Latest update February 22nd, 2025 2:00 PM
Oct 13, 2020 Features / Columnists, Peeping Tom
Kaieteur News – An interesting story appeared on social media this past week. It was narrated by a young man who said he was from the ghetto. One evening while sipping a bottled beverage, he was approached by a person who offered him a job of cleaning gutters. He considered the offer disrespectful. After all, according to him, Guyana is now an oil producer and he wanted to know why the ghetto youths should not be getting jobs pumping oil.
It was not his narration of the incident, which was most interesting but rather the responses which his story attracted. These responses can be divided into two categories: the first set of responses felt that the offer of ‘gutter work’ was insulting to the ghetto youth; that the person making the offer would not have made that offer in an upper-income community.
Some of the responders said the offer typifies how some view the ghetto – as being fit only for certain types of work and how those making these offers would not offer to help elevate people in the ghetto. The person relating the incident feels that when persons come into the ghetto to make such offers, they are disrespecting the young people because they should be offering better job opportunities.
The second set of responses was to the effect that there is nothing wrong with doing certain type of manual labour such as cleaning gutters. A man said that he started doing that type of work and it helped pay his way through school. Today he is a top engineer. Another said there are persons who became millionaires from picking up garbage. Yet another said that she started cleaning toilets and today owns and runs her own business. Others said it is not the type of work which matters but what it pays.
The two sets of responses typify two approaches to work in Guyana. On the one hand, there are those who refuse to do certain types of jobs because they feel it is beneath them. Yet these same persons when they go overseas would do the same jobs – such as cleaning floors or working as salesgirls or salesmen in stores – which they spurn in Guyana. Some persons demand ‘proper jobs’, refusing to do menial or flunky work.
The other approach to work is that you take what you get and use it as a stepping-stone to other opportunities. Old people used to say “take what you get until you get what you want”. In the responses to the ghetto lad, one man related that his father sold provisions which at the time fetched a poor price but he continued because it was a job and regardless of its poor returns, it helped to take care of his family.
There is work available in Guyana. But there are persons who feel that they should not be doing certain kinds of jobs. They feel that their qualifications and skills make them suitable for better employment opportunities. And so they prefer to stay at home and let Ma and Pa take care of them while they wait for their dream job or their visa approval.
There are many young persons who shy away from agricultural work because they do not want to get their hands dirty. Yet agriculture work, though more strenuous, is far more rewarding, financially, than working as a salesperson in some store.

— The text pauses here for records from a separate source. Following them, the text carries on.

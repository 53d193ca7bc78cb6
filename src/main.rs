// SPDX-License-Identifier: AGPL-3.0-or-later
//! imgserv-provision: brings up the imgserv primary/edge host pair

use std::path::{Path, PathBuf};
use std::process::ExitCode;

use anyhow::Context;
use clap::{Parser, Subcommand};
use tracing::{error, info};
use tracing_subscriber::EnvFilter;

use imgserv_provision::{
    error::exit,
    input::{select_source, CliOverrides},
    keys,
    orchestrator::{render_summary, remediation_for, ObservedFacts},
    settings::DEFAULT_SETTINGS_TOML,
    store, Collaborators, Orchestrator, Settings,
};

/// imgserv-provision: the provisioning orchestrator
///
/// Installs the capture service on this host, bootstraps key-based access to
/// the public edge host, verifies file sync and obtains a TLS certificate once
/// DNS has converged. Safe to re-run.
#[derive(Parser, Debug)]
#[command(name = "imgserv-provision")]
#[command(author, version, about, long_about = None)]
struct Cli {
    /// Settings file path
    #[arg(short, long, default_value = "/etc/imgserv/provision.toml", global = true)]
    config: PathBuf,

    /// Enable verbose logging
    #[arg(short, long, global = true)]
    verbose: bool,

    /// Enable debug logging
    #[arg(long, global = true)]
    debug: bool,

    /// Never prompt; read inputs from environment variables
    #[arg(long, global = true)]
    non_interactive: bool,

    /// Production mode: install packages, manage the service, refuse factory credentials
    #[arg(long, global = true)]
    production: bool,

    /// Camera address
    #[arg(long, global = true)]
    camera_ip: Option<String>,

    /// Camera user name
    #[arg(long, global = true)]
    camera_user: Option<String>,

    /// Camera password
    #[arg(long, global = true)]
    camera_pass: Option<String>,

    #[command(subcommand)]
    command: Option<Commands>,
}

#[derive(Subcommand, Debug)]
enum Commands {
    /// Provision both hosts (default)
    Provision,

    /// Show what a run would find, without changing anything
    Status {
        /// Print the observed facts as JSON
        #[arg(long)]
        json: bool,
    },

    /// Print the provisioning key's fingerprint
    Fingerprint {
        /// Private key path (defaults to paths.key_path)
        #[arg(long)]
        key: Option<PathBuf>,
    },

    /// Write a commented default settings file
    Init {
        /// Force overwrite existing settings
        #[arg(short, long)]
        force: bool,
    },

    /// Show version information
    Version,
}

#[tokio::main(flavor = "current_thread")]
async fn main() -> ExitCode {
    let cli = Cli::parse();

    let code = tokio::select! {
        code = run(cli) => code,
        _ = tokio::signal::ctrl_c() => {
            eprintln!("Interrupted");
            exit::INTERRUPTED
        }
    };
    ExitCode::from(u8::try_from(code).unwrap_or(1))
}

async fn run(cli: Cli) -> i32 {
    let settings = Settings::load(&cli.config);
    init_logging(&cli, settings.as_ref().ok());

    let result = match &cli.command {
        Some(Commands::Version) => {
            println!("imgserv-provision v{}", env!("CARGO_PKG_VERSION"));
            println!("Provisioning orchestrator for the imgserv primary/edge host pair");
            Ok(exit::SUCCESS)
        }
        Some(Commands::Init { force }) => init_settings(&cli.config, *force),
        _ => match settings {
            Ok(settings) => dispatch(&cli, settings).await,
            Err(e) => Err::<i32, _>(e)
                .with_context(|| format!("Failed to load settings from {}", cli.config.display())),
        },
    };

    match result {
        Ok(code) => code,
        Err(e) => {
            error!(error = %format!("{:#}", e), "Command failed");
            eprintln!("Error: {:#}", e);
            exit::VALIDATION
        }
    }
}

async fn dispatch(cli: &Cli, settings: Settings) -> anyhow::Result<i32> {
    match &cli.command {
        None | Some(Commands::Provision) => provision(cli, settings).await,
        Some(Commands::Status { json }) => status(settings, *json).await,
        Some(Commands::Fingerprint { key }) => {
            let path = key.clone().unwrap_or_else(|| settings.paths.key_path.clone());
            fingerprint(&path)
        }
        Some(Commands::Init { .. }) | Some(Commands::Version) => Ok(exit::SUCCESS),
    }
}

fn init_logging(cli: &Cli, settings: Option<&Settings>) {
    let level = if cli.debug {
        "debug".to_string()
    } else if cli.verbose {
        "info".to_string()
    } else {
        settings
            .map(|s| s.logging.level.clone())
            .unwrap_or_else(|| "warn".to_string())
    };
    let filter = EnvFilter::try_from_default_env().unwrap_or_else(|_| EnvFilter::new(&level));
    let json = settings.is_some_and(|s| s.logging.format == "json");

    let builder = tracing_subscriber::fmt()
        .with_env_filter(filter)
        .with_target(cli.debug)
        .with_writer(std::io::stderr);
    if json {
        builder.json().init();
    } else {
        builder.init();
    }
}

/// Initialize a new settings file
fn init_settings(path: &Path, force: bool) -> anyhow::Result<i32> {
    if path.exists() && !force {
        anyhow::bail!(
            "Settings file already exists: {}. Use --force to overwrite.",
            path.display()
        );
    }
    if let Some(parent) = path.parent() {
        if !parent.as_os_str().is_empty() {
            std::fs::create_dir_all(parent)
                .with_context(|| format!("Failed to create {}", parent.display()))?;
        }
    }

    std::fs::write(path, DEFAULT_SETTINGS_TOML)
        .with_context(|| format!("Failed to write {}", path.display()))?;
    info!(path = %path.display(), "Created settings file");
    println!("Created settings file: {}", path.display());
    Ok(exit::SUCCESS)
}

async fn provision(cli: &Cli, settings: Settings) -> anyhow::Result<i32> {
    let overrides = CliOverrides {
        production: cli.production,
        camera_ip: cli.camera_ip.clone(),
        camera_user: cli.camera_user.clone(),
        camera_pass: cli.camera_pass.clone(),
    };

    let existing = store::load(&settings.paths.env_file).with_context(|| {
        format!(
            "Failed to read environment file {}",
            settings.paths.env_file.display()
        )
    })?;
    let source = select_source(cli.non_interactive);
    info!(source = source.name(), "Collecting inputs");
    let inputs = source
        .gather(&existing, &overrides)
        .context("Failed to collect inputs")?;

    let collaborators = Collaborators::system(&settings, inputs.vps_password.clone());
    let orchestrator = Orchestrator::new(settings, collaborators);
    let report = orchestrator.run(&inputs).await;

    print!("{}", render_summary(&report));
    Ok(report.exit_code)
}

async fn status(settings: Settings, json: bool) -> anyhow::Result<i32> {
    let env_file = settings.paths.env_file.clone();
    let collaborators = Collaborators::system(&settings, None);
    let orchestrator = Orchestrator::new(settings, collaborators);
    let facts = orchestrator
        .observe()
        .await
        .context("Failed to observe current state")?;

    if json {
        println!("{}", serde_json::to_string_pretty(&facts)?);
        return Ok(exit::SUCCESS);
    }

    print_status(&env_file, &facts);
    Ok(exit::SUCCESS)
}

fn print_status(env_file: &Path, facts: &ObservedFacts) {
    let yes_no = |value: bool| if value { "yes" } else { "no" };
    let unknown = |value: Option<bool>| value.map(yes_no).unwrap_or("n/a");
    let stage = facts.derive();

    println!("Environment file: {} (present: {})", env_file.display(), yes_no(facts.env_file_present));
    if facts.missing_dependencies.is_empty() {
        println!("Dependencies: all present");
    } else {
        println!("Dependencies: missing {}", facts.missing_dependencies.join(", "));
    }
    println!("Repository checkout: {}", yes_no(facts.repository_present));
    match &facts.key_fingerprint {
        Some(fp) => println!("Provisioning key: {}", fp),
        None => println!("Provisioning key: missing or invalid"),
    }
    match &facts.edge_address {
        Some(address) => {
            println!("Edge host: {}", address);
            println!("  Key authentication: {}", unknown(facts.edge_key_auth));
        }
        None => println!("Edge host: not configured"),
    }
    if let Some(domain) = &facts.domain {
        println!("Domain: {}", domain);
        println!("  DNS converged: {}", unknown(facts.dns_converged));
        println!("  Certificate valid: {}", unknown(facts.certificate_valid));
    }
    println!();
    println!("Current state: {}", stage);
    if let Some(next) = stage.next() {
        println!("Next step: {} ({})", next, remediation_for(next));
    }
}

fn fingerprint(path: &Path) -> anyhow::Result<i32> {
    let fp = keys::fingerprint(path)
        .with_context(|| format!("Failed to read key {}", path.display()))?;
    println!("{}", fp);
    Ok(exit::SUCCESS)
}

#[cfg(test)]
mod tests {
    use super::*;

    #[test]
    fn test_cli_parsing() {
        let cli = Cli::try_parse_from(["imgserv-provision", "version"]).unwrap();
        match cli.command {
            Some(Commands::Version) => {}
            _ => panic!("Expected Version command"),
        }
    }

    #[test]
    fn test_default_command_is_provision() {
        let cli = Cli::try_parse_from(["imgserv-provision", "--production"]).unwrap();
        assert!(cli.command.is_none());
        assert!(cli.production);
    }

    #[test]
    fn test_camera_flags() {
        let cli = Cli::try_parse_from([
            "imgserv-provision",
            "provision",
            "--camera-ip",
            "192.168.1.20",
            "--camera-pass",
            "s3cret",
        ])
        .unwrap();
        assert_eq!(cli.camera_ip.as_deref(), Some("192.168.1.20"));
        assert_eq!(cli.camera_pass.as_deref(), Some("s3cret"));
        assert!(cli.camera_user.is_none());
    }

    #[test]
    fn test_fingerprint_key_flag() {
        let cli =
            Cli::try_parse_from(["imgserv-provision", "fingerprint", "--key", "/tmp/k"]).unwrap();
        match cli.command {
            Some(Commands::Fingerprint { key }) => assert_eq!(key, Some(PathBuf::from("/tmp/k"))),
            _ => panic!("Expected Fingerprint command"),
        }
    }

    #[test]
    fn test_cli_verbose_flag() {
        let cli = Cli::try_parse_from(["imgserv-provision", "-v", "status"]).unwrap();
        assert!(cli.verbose);
    }
}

You would be surprised to learn what salesgirls are earning per day. If they planted a little kitchen garden and sold their produce, they would make just as much. But they consider working in a store of higher status than getting their hands dirty.
On the other hand, there are persons who adopt the attitude that you have to creep before you walk. They accept any type of work until they can find what they want. As someone said, “work is work”. You take what you get and use it to get where you want to go. Many Guyanese who are now rich and financially secure, started out doing menial jobs.
The positions of both perspectives are understandable. Why settle for menial employment when your ambitions are much higher. On the other hand, the other perspective is that you should not feel any shame or loss of pride in doing menial employment.
It boils down to one’s philosophy of work. If work is viewed solely for what it pays rather than for its intrinsic dignity, then it is often assessed in terms of status, its remuneration or the means towards an end.
All work should be valued whether it is cleaning the gutter or pumping oil. Unfortunately, we have developed gradations of value, which encourage us to look down on some forms of work and to look up to others… rather looking at the work itself and its utility.